§ **Instructions for the task**
All lines holding the word "stats" should be located in the records and copied.

§ **Material for the task**
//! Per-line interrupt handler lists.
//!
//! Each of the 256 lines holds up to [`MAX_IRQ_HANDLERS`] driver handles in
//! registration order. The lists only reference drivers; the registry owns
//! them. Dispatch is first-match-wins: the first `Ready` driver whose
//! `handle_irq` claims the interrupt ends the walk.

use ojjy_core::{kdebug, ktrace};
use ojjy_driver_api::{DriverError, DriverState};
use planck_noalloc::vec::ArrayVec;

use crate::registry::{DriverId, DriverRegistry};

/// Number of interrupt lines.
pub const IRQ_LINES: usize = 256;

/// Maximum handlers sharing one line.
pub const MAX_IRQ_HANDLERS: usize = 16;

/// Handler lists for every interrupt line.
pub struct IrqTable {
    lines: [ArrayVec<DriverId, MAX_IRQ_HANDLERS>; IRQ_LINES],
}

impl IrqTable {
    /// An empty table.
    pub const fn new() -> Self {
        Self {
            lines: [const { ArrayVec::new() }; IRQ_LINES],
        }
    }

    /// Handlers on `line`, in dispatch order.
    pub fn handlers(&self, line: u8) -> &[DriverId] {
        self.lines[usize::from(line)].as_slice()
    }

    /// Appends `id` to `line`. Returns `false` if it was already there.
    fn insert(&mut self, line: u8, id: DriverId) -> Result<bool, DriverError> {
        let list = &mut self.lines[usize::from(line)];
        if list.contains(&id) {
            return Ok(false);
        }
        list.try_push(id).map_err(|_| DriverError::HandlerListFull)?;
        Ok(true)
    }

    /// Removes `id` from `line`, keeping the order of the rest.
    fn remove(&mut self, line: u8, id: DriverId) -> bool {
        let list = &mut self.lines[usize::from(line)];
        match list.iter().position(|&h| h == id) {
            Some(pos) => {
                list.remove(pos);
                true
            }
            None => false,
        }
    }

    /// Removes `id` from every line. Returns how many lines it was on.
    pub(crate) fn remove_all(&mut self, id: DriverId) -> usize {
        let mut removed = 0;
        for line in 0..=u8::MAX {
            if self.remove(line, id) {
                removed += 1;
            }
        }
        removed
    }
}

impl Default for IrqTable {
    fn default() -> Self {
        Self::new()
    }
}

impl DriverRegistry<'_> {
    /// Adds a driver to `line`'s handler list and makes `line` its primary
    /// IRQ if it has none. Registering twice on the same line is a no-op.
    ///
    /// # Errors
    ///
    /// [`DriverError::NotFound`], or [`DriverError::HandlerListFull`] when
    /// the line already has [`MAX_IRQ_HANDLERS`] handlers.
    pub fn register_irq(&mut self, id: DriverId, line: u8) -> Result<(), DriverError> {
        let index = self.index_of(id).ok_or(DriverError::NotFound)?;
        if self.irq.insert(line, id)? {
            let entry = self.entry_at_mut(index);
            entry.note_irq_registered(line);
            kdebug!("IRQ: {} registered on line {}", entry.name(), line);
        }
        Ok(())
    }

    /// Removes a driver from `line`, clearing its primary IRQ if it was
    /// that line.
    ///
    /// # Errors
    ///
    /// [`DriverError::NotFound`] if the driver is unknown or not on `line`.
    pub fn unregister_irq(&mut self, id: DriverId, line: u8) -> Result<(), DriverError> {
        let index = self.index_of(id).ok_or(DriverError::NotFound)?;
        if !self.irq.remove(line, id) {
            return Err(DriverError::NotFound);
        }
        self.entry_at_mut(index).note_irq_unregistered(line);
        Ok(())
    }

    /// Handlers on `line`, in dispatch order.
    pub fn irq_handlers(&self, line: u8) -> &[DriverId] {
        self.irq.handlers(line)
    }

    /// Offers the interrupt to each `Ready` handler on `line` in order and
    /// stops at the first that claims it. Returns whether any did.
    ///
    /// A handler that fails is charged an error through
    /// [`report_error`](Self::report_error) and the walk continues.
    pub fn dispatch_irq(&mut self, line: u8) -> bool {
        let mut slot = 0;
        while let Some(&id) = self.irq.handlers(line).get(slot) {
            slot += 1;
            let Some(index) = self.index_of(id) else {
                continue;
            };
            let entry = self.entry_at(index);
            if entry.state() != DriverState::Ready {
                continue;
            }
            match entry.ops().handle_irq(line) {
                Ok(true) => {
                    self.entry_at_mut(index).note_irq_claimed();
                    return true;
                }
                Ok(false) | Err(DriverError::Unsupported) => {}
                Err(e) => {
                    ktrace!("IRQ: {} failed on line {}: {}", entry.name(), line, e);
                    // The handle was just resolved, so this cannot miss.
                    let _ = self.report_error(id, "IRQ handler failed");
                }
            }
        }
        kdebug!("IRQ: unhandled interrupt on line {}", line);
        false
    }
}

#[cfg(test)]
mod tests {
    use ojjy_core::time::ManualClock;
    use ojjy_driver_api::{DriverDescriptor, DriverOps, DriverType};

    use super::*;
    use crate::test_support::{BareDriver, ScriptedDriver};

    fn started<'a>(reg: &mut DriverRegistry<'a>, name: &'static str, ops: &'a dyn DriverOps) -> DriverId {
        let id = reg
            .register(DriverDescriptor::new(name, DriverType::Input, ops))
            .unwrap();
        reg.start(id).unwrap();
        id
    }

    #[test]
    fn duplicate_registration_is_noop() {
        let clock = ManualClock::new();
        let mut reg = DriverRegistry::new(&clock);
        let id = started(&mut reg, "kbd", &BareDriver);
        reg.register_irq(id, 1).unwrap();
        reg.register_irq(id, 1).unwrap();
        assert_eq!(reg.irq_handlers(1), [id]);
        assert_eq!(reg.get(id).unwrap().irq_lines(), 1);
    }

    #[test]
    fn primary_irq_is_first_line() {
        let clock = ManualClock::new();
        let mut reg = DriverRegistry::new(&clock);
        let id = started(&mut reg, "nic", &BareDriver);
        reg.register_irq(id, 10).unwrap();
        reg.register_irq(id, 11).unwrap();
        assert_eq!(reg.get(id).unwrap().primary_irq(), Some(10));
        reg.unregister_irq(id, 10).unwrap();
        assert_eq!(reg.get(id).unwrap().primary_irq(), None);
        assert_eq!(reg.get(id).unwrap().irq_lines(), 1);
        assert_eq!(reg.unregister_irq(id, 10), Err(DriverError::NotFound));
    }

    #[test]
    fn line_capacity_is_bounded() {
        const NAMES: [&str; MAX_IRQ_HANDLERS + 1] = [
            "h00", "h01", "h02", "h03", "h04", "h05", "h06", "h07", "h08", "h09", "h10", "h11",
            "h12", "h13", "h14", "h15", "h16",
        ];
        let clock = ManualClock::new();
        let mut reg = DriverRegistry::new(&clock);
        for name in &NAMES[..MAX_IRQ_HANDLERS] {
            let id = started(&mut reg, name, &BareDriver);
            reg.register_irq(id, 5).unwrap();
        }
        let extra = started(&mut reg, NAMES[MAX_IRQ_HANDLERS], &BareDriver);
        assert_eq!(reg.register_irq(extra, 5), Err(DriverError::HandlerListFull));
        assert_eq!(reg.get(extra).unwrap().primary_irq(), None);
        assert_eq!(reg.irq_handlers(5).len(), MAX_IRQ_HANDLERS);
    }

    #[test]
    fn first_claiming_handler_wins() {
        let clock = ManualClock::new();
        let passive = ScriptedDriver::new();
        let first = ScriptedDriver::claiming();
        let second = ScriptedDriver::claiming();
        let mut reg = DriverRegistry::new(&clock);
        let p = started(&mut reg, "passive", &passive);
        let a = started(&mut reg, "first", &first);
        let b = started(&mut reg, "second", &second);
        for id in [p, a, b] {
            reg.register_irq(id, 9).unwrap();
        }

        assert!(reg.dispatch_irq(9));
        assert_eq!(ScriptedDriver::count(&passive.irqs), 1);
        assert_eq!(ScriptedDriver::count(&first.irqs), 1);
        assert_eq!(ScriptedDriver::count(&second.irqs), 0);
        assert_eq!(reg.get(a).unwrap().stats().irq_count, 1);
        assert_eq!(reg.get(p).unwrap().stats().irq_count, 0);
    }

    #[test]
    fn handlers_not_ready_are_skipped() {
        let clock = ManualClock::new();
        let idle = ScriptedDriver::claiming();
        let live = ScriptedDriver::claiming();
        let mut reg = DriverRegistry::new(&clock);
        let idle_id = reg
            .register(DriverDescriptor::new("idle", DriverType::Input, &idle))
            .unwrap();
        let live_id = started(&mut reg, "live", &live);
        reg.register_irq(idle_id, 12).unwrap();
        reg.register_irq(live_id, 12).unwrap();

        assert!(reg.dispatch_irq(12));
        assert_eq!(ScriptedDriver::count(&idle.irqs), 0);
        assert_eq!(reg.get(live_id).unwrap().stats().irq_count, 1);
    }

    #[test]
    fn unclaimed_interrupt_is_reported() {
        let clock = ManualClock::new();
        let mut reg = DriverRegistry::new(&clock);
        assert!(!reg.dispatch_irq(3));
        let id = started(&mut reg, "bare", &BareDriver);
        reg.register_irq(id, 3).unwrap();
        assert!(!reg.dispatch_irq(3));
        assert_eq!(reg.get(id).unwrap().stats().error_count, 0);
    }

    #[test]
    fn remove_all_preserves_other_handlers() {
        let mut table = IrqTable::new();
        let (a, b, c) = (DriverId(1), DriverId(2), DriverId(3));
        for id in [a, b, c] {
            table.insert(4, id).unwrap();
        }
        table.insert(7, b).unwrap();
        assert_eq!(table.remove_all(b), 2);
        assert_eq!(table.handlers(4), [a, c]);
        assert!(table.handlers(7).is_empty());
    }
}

==

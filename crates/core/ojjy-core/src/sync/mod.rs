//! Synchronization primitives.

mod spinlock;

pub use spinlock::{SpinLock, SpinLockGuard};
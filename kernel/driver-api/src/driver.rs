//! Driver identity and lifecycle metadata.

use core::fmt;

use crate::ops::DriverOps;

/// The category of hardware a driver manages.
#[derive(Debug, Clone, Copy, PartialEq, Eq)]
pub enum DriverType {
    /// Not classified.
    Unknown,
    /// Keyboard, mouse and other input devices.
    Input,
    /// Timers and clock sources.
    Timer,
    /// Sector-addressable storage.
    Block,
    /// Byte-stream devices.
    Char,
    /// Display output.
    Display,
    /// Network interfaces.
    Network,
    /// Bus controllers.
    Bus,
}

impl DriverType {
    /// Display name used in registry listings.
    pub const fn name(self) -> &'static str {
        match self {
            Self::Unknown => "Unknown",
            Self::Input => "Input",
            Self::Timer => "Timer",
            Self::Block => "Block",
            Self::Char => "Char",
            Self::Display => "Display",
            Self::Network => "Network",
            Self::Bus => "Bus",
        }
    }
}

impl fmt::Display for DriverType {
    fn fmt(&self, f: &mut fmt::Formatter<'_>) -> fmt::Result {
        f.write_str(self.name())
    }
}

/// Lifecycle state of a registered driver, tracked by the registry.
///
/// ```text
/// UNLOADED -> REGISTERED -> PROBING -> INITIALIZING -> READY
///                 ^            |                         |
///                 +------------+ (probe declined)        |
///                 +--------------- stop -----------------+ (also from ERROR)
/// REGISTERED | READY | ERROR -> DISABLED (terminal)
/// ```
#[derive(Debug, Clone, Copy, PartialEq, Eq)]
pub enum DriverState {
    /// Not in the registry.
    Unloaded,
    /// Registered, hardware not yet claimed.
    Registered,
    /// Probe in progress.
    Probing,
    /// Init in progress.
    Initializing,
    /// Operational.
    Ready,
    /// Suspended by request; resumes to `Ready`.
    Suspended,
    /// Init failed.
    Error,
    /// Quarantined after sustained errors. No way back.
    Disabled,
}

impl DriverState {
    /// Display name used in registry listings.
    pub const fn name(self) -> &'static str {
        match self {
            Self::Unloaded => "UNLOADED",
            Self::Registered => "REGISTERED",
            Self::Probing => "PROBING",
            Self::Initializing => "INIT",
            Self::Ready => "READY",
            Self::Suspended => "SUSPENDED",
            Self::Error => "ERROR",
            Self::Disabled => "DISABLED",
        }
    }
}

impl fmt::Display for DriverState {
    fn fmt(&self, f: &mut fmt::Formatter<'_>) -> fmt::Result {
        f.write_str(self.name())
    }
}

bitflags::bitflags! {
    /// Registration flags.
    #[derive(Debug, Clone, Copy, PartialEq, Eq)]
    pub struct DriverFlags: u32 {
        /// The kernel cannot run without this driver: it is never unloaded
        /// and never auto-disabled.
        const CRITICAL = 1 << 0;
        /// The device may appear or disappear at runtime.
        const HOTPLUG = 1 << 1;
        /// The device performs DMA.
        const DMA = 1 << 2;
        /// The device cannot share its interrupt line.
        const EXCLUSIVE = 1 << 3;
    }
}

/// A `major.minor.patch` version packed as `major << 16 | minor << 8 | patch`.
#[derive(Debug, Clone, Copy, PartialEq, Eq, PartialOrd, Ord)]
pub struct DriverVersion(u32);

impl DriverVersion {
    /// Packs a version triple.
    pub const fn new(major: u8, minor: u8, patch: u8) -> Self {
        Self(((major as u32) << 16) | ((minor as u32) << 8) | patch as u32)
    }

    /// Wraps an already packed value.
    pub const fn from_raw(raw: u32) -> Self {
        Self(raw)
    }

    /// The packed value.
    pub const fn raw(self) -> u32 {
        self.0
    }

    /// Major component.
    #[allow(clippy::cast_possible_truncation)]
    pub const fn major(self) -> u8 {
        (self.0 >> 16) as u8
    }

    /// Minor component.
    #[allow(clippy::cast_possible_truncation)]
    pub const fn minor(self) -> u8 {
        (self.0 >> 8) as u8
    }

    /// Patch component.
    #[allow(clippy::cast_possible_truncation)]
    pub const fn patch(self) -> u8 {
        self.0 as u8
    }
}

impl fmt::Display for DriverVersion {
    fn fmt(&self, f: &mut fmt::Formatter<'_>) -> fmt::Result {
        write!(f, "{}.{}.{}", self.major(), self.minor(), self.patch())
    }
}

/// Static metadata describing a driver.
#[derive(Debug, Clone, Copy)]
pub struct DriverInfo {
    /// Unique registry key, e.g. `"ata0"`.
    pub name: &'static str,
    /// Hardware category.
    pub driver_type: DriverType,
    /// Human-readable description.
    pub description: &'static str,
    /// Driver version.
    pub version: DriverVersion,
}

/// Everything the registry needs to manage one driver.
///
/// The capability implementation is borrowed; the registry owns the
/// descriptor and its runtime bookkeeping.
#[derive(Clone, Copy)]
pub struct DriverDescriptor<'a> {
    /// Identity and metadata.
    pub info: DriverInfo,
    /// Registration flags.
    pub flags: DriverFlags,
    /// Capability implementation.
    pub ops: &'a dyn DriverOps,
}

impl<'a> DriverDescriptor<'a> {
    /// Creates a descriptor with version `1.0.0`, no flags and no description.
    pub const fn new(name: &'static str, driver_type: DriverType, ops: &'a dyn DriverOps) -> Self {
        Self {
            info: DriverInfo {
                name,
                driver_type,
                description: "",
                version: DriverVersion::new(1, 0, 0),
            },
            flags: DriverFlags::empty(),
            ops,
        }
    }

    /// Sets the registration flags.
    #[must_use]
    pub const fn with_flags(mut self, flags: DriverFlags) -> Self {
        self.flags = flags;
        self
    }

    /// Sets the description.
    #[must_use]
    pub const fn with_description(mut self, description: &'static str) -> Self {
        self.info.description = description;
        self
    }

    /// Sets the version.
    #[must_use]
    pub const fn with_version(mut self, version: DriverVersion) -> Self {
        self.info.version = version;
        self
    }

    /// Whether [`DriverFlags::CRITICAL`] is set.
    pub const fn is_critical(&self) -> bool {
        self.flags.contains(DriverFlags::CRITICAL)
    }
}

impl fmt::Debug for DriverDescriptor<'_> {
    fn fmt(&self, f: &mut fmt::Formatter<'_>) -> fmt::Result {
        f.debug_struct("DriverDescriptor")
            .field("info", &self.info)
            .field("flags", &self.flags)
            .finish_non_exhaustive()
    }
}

--

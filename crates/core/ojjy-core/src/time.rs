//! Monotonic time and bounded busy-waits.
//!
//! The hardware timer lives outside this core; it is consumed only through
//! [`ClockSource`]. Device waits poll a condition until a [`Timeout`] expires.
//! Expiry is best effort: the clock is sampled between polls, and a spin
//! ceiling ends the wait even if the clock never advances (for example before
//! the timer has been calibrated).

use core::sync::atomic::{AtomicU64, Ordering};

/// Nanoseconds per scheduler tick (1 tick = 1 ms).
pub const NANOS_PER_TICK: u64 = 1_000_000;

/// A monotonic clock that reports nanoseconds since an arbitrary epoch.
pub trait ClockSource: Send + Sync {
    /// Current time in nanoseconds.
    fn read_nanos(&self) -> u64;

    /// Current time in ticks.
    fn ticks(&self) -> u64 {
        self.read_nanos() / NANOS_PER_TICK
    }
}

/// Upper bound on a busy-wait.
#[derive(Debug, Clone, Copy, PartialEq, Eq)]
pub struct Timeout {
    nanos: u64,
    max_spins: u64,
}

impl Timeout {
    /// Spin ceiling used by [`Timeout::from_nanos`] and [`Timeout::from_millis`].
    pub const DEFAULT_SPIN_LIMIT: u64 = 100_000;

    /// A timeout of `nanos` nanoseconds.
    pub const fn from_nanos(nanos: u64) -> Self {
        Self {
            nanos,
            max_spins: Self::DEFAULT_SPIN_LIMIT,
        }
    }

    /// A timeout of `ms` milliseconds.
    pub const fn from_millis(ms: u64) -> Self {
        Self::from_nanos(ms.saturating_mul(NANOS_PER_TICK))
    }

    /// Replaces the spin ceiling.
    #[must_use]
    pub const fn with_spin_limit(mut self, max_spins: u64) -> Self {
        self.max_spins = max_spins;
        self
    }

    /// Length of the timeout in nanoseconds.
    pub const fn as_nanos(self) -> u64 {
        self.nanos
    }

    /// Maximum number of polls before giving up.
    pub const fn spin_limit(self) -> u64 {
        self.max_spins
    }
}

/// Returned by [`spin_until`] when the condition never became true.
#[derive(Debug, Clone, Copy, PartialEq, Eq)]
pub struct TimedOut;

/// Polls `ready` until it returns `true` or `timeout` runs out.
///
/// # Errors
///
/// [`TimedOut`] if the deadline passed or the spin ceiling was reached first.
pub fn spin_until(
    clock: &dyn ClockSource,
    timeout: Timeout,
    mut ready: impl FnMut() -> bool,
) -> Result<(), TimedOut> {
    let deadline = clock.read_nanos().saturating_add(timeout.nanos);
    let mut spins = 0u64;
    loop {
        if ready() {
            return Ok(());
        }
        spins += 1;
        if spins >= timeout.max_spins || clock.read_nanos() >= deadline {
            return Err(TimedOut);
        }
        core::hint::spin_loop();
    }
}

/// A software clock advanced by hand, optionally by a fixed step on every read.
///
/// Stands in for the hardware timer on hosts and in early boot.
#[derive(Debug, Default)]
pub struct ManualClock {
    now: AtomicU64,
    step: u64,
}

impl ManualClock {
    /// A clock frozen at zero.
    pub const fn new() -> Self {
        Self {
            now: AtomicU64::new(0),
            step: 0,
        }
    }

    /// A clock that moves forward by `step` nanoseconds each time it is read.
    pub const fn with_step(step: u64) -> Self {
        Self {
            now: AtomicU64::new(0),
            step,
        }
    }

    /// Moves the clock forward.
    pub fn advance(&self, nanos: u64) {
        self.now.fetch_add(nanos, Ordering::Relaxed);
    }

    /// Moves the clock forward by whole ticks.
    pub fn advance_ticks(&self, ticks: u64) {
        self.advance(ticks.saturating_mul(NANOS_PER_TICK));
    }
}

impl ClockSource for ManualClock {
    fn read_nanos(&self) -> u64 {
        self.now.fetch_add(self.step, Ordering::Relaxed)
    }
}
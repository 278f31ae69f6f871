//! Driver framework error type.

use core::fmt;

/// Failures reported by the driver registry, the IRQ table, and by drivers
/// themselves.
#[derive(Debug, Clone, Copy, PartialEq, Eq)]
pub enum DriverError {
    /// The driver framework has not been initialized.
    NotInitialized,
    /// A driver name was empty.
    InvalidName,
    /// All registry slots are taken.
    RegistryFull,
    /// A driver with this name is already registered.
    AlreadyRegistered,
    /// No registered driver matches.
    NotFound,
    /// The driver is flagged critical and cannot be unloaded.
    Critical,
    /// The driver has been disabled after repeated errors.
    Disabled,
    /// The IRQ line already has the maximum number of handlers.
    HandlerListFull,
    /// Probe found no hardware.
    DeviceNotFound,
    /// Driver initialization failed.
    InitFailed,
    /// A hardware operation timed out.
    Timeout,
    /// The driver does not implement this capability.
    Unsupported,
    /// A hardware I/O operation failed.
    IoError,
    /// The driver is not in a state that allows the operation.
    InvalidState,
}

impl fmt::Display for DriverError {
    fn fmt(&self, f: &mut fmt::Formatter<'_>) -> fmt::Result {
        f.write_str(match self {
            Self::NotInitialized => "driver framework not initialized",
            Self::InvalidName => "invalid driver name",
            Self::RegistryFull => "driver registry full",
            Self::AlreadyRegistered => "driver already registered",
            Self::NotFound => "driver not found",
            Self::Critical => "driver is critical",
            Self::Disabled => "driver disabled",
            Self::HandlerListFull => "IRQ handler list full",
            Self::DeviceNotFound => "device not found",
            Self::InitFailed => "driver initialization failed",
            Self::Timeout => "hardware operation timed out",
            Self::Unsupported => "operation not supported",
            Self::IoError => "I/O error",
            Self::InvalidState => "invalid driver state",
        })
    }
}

§ **Exercise solution**
        assert_eq!(reg.get(a).unwrap().stats().irq_count, 1);
        assert_eq!(reg.get(p).unwrap().stats().irq_count, 0);
        assert_eq!(reg.get(live_id).unwrap().stats().irq_count, 1);
        assert_eq!(reg.get(id).unwrap().stats().error_count, 0);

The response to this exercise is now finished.